What the task asks
All lines from the one containing "for the binary" down to the final line of the entries below: return them exactly.

Records from a dataset
++++

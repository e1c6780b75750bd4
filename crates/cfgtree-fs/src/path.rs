//! Normalized path handling for cfg files and their caches

use serde::{Deserialize, Serialize};
use std::path::{Path, PathBuf};

/// Name of the directory, next to a cfg file, that holds its cache artifact.
pub const CACHE_DIR_NAME: &str = ".cache";

/// Extension appended to a cfg file name to form its cache file name.
pub const CACHE_EXTENSION: &str = "cache";

/// A path normalized to use forward slashes internally.
///
/// Cfg files reference each other with forward-slash relative paths
/// (`%import% common/base.cfg`), so every path handled by the resolver is
/// kept in this form and converted to a native `PathBuf` only at I/O
/// boundaries.
#[derive(Debug, Clone, PartialEq, Eq, Hash, PartialOrd, Ord, Serialize, Deserialize)]
#[serde(transparent)]
pub struct NormalizedPath {
    inner: String,
}

impl NormalizedPath {
    /// Create a new NormalizedPath from any path-like input.
    pub fn new(path: impl AsRef<Path>) -> Self {
        let path_str = path.as_ref().to_string_lossy();
        Self {
            inner: path_str.replace('\\', "/"),
        }
    }

    /// Get the internal normalized string representation.
    pub fn as_str(&self) -> &str {
        &self.inner
    }

    /// Convert to a platform-native PathBuf for I/O operations.
    pub fn to_native(&self) -> PathBuf {
        PathBuf::from(&self.inner)
    }

    /// Join this path with a relative segment.
    ///
    /// An empty base yields the segment unchanged, an absolute segment
    /// replaces the base.
    pub fn join(&self, segment: &str) -> Self {
        let segment = segment.replace('\\', "/");
        if segment.is_empty() {
            return self.clone();
        }
        if self.inner.is_empty() || segment.starts_with('/') {
            return Self { inner: segment };
        }
        let joined = if self.inner.ends_with('/') {
            format!("{}{}", self.inner, segment)
        } else {
            format!("{}/{}", self.inner, segment)
        };
        Self { inner: joined }
    }

    /// Get the parent directory.
    ///
    /// A bare file name has the empty path as its parent, so that joining
    /// a sibling onto it stays relative to the working directory.
    pub fn parent(&self) -> Option<Self> {
        let trimmed = self.inner.trim_end_matches('/');
        if trimmed.is_empty() {
            return None;
        }
        match trimmed.rfind('/') {
            Some(0) => Some(Self {
                inner: "/".to_string(),
            }),
            Some(idx) => Some(Self {
                inner: trimmed[..idx].to_string(),
            }),
            None => Some(Self {
                inner: String::new(),
            }),
        }
    }

    /// Get the file name component.
    pub fn file_name(&self) -> Option<&str> {
        let trimmed = self.inner.trim_end_matches('/');
        trimmed.rsplit('/').next().filter(|name| !name.is_empty())
    }

    /// Get the file name without its extension.
    pub fn file_stem(&self) -> Option<&str> {
        let name = self.file_name()?;
        match name.rfind('.') {
            Some(idx) if idx > 0 => Some(&name[..idx]),
            _ => Some(name),
        }
    }

    /// Get the extension if present.
    pub fn extension(&self) -> Option<&str> {
        self.file_name().and_then(|name| {
            let idx = name.rfind('.')?;
            if idx == 0 { None } else { Some(&name[idx + 1..]) }
        })
    }

    /// Path of the cache artifact for this file: `<dir>/.cache/<name>.cache`.
    pub fn cache_path(&self) -> Option<Self> {
        let name = self.file_name()?;
        let dir = self.parent()?;
        Some(
            dir.join(CACHE_DIR_NAME)
                .join(&format!("{name}.{CACHE_EXTENSION}")),
        )
    }

    /// Canonical absolute form, used as the identity of a file when
    /// checking import chains. Falls back to the path itself when the file
    /// cannot be resolved.
    pub fn canonical(&self) -> Self {
        match dunce::canonicalize(self.to_native()) {
            Ok(resolved) => Self::new(resolved),
            Err(_) => self.clone(),
        }
    }

    /// Check if this path exists on the filesystem.
    pub fn exists(&self) -> bool {
        self.to_native().exists()
    }

    /// Check if this is a file.
    pub fn is_file(&self) -> bool {
        self.to_native().is_file()
    }
}

impl AsRef<Path> for NormalizedPath {
    fn as_ref(&self) -> &Path {
        Path::new(&self.inner)
    }
}

impl std::fmt::Display for NormalizedPath {
    fn fmt(&self, f: &mut std::fmt::Formatter<'_>) -> std::fmt::Result {
        write!(f, "{}", self.inner)
    }
}

impl From<&str> for NormalizedPath {
    fn from(s: &str) -> Self {
        Self::new(s)
    }
}

impl From<String> for NormalizedPath {
    fn from(s: String) -> Self {
        Self::new(s)
    }
}

impl From<PathBuf> for NormalizedPath {
    fn from(p: PathBuf) -> Self {
        Self::new(p)
    }
}

impl From<&Path> for NormalizedPath {
    fn from(p: &Path) -> Self {
        Self::new(p)
    }
}
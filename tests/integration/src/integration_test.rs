//! End-to-end integration tests over the shared cfg fixtures
//!
//! These tests exercise the complete flow: import inlining -> template
//! expansion -> section selection -> argument merging -> binding.

use cfgtree_core::{
    Error, ParamSet, ParamTree, ParamValue, ProcessOptions, SettingsLayer, process, process_json,
};
use cfgtree_fs::NormalizedPath;
use cfgtree_sections::SectionIndex;
use cfgtree_test_utils::TestCfgDir;
use pretty_assertions::assert_eq;
use serde_json::{Value, json};
use std::path::PathBuf;

/// Directory of the checked-in cfg fixtures
fn fixtures() -> PathBuf {
    PathBuf::from(env!("CARGO_MANIFEST_DIR")).join("../../test-fixtures/cfg")
}

fn fixture_text(relative: &str) -> String {
    std::fs::read_to_string(fixtures().join(relative)).expect("Should read fixture")
}

/// Options reading the fixtures in place, without writing caches next to them
fn fixture_options(cfg: &[&str], args: &[&str]) -> ProcessOptions {
    let mut options = ProcessOptions::new(cfg, args);
    options.overrides = SettingsLayer {
        cfg_root: Some(fixtures().to_string_lossy().into_owned()),
        cache: Some(false),
        ..SettingsLayer::default()
    };
    options
}

fn defaults() -> Value {
    json!({
        "seed": 1,
        "tags": [],
        "model": "",
        "epochs": 1,
        "optim": {"name": "", "lr": 0.0}
    })
}

fn strs(items: &[&str]) -> ParamValue {
    ParamValue::Seq(items.iter().map(|s| ParamValue::Str(s.to_string())).collect())
}

#[test]
fn test_fixture_section_tree() {
    let path = NormalizedPath::new(fixtures().join("experiment.cfg"));
    let index = SectionIndex::build(&path).unwrap();

    let names: Vec<(usize, &str)> = index
        .tree
        .iter()
        .map(|(_, node)| (node.level, node.name.as_str()))
        .collect();
    assert_eq!(
        names,
        vec![
            (1, "__common__"),
            (1, "sgd"),
            (1, "adam"),
            (1, "small"),
            (2, "long"),
            (1, "large"),
            (2, "long")
        ]
    );
    assert_eq!(index.tree.find_full_name("largelong").len(), 1);
    assert_eq!(index.imports.len(), 1);
}

#[test]
fn test_imported_and_template_sections_resolve() {
    let (resolved, _) =
        process_json(&defaults(), &fixture_options(&["experiment:adam:large"], &[])).unwrap();

    assert_eq!(
        resolved,
        json!({
            "seed": 0,
            "tags": ["base", "large"],
            "model": "large",
            "epochs": 1,
            "optim": {"name": "adam", "lr": 0.001}
        })
    );
}

#[test]
fn test_nested_section_follows_its_parent() {
    let mut params = ParamSet::from_json(&defaults()).unwrap();
    process(&mut params, &fixture_options(&["experiment:sgd:small:long"], &[])).unwrap();

    assert_eq!(params.value_of("model"), Some(ParamValue::Str("small".into())));
    assert_eq!(params.value_of("epochs"), Some(ParamValue::Int(100)));
    assert_eq!(params.value_of("optim.lr"), Some(ParamValue::Float(0.1)));
}

#[test]
fn test_command_line_extends_cfg_values() {
    let mut params = ParamSet::from_json(&defaults()).unwrap();
    let outcome = process(
        &mut params,
        &fixture_options(&["experiment:sgd:small"], &["optim.lr=0.05", "tags+=cli"]),
    )
    .unwrap();

    assert!(outcome.unknown.is_empty());
    assert_eq!(params.value_of("optim.lr"), Some(ParamValue::Float(0.05)));
    assert_eq!(params.value_of("tags"), Some(strs(&["base", "small", "cli"])));
}

#[test]
fn test_unknown_section_is_reported() {
    let err = process_json(&defaults(), &fixture_options(&["experiment:medium"], &[])).unwrap_err();
    assert!(matches!(
        err,
        Error::SectionNotFound { .. } | Error::InvalidSections { .. }
    ));
}

#[test]
fn test_cache_follows_imported_file_changes() {
    let dir = TestCfgDir::new();
    dir.write("cfg/experiment.cfg", &fixture_text("experiment.cfg"));
    dir.write("cfg/common/optim.cfg", &fixture_text("common/optim.cfg"));

    let mut options = ProcessOptions::new(&["experiment:adam"], &[]);
    options.overrides.cfg_root = Some(dir.cfg_root().to_string());

    let (first, _) = process_json(&defaults(), &options).unwrap();
    assert_eq!(first["optim"]["lr"], json!(0.001));
    dir.assert_cache_exists("experiment");

    dir.write(
        "cfg/common/optim.cfg",
        "## sgd\noptim.name=sgd\n## adam\noptim.name=adam\noptim.lr=0.002\n",
    );
    dir.touch_ahead("cfg/common/optim.cfg", 60);

    let (second, _) = process_json(&defaults(), &options).unwrap();
    assert_eq!(second["optim"]["lr"], json!(0.002));
}
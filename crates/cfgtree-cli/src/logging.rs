//! Subscriber setup for the binary

use tracing_subscriber::{EnvFilter, fmt, prelude::*};

/// Install a stderr subscriber.
///
/// `RUST_LOG` wins when set; otherwise `info` shows the section report
/// and `--verbose` lowers the level to `debug`.
pub fn init(verbose: bool) -> Result<(), Box<dyn std::error::Error + Send + Sync>> {
    let default_level = if verbose { "debug" } else { "info" };
    let filter_layer =
        EnvFilter::try_from_default_env().or_else(|_| EnvFilter::try_new(default_level))?;

    let fmt_layer = fmt::layer()
        .with_writer(std::io::stderr)
        .with_target(verbose)
        .without_time()
        .compact();

    tracing_subscriber::registry()
        .with(filter_layer)
        .with(fmt_layer)
        .try_init()?;

    Ok(())
}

++++

Solution for this exercise
//! Subscriber setup for the binary

use tracing_subscriber::{EnvFilter, fmt, prelude::*};

/// Install a stderr subscriber.
///
/// `RUST_LOG` wins when set; otherwise `info` shows the section report
/// and `--verbose` lowers the level to `debug`.
pub fn init(verbose: bool) -> Result<(), Box<dyn std::error::Error + Send + Sync>> {
    let default_level = if verbose { "debug" } else { "info" };
    let filter_layer =
        EnvFilter::try_from_default_env().or_else(|_| EnvFilter::try_new(default_level))?;

    let fmt_layer = fmt::layer()
        .with_writer(std::io::stderr)
        .with_target(verbose)
        .without_time()
        .compact();

    tracing_subscriber::registry()
        .with(filter_layer)
        .with(fmt_layer)
        .try_init()?;

    Ok(())
}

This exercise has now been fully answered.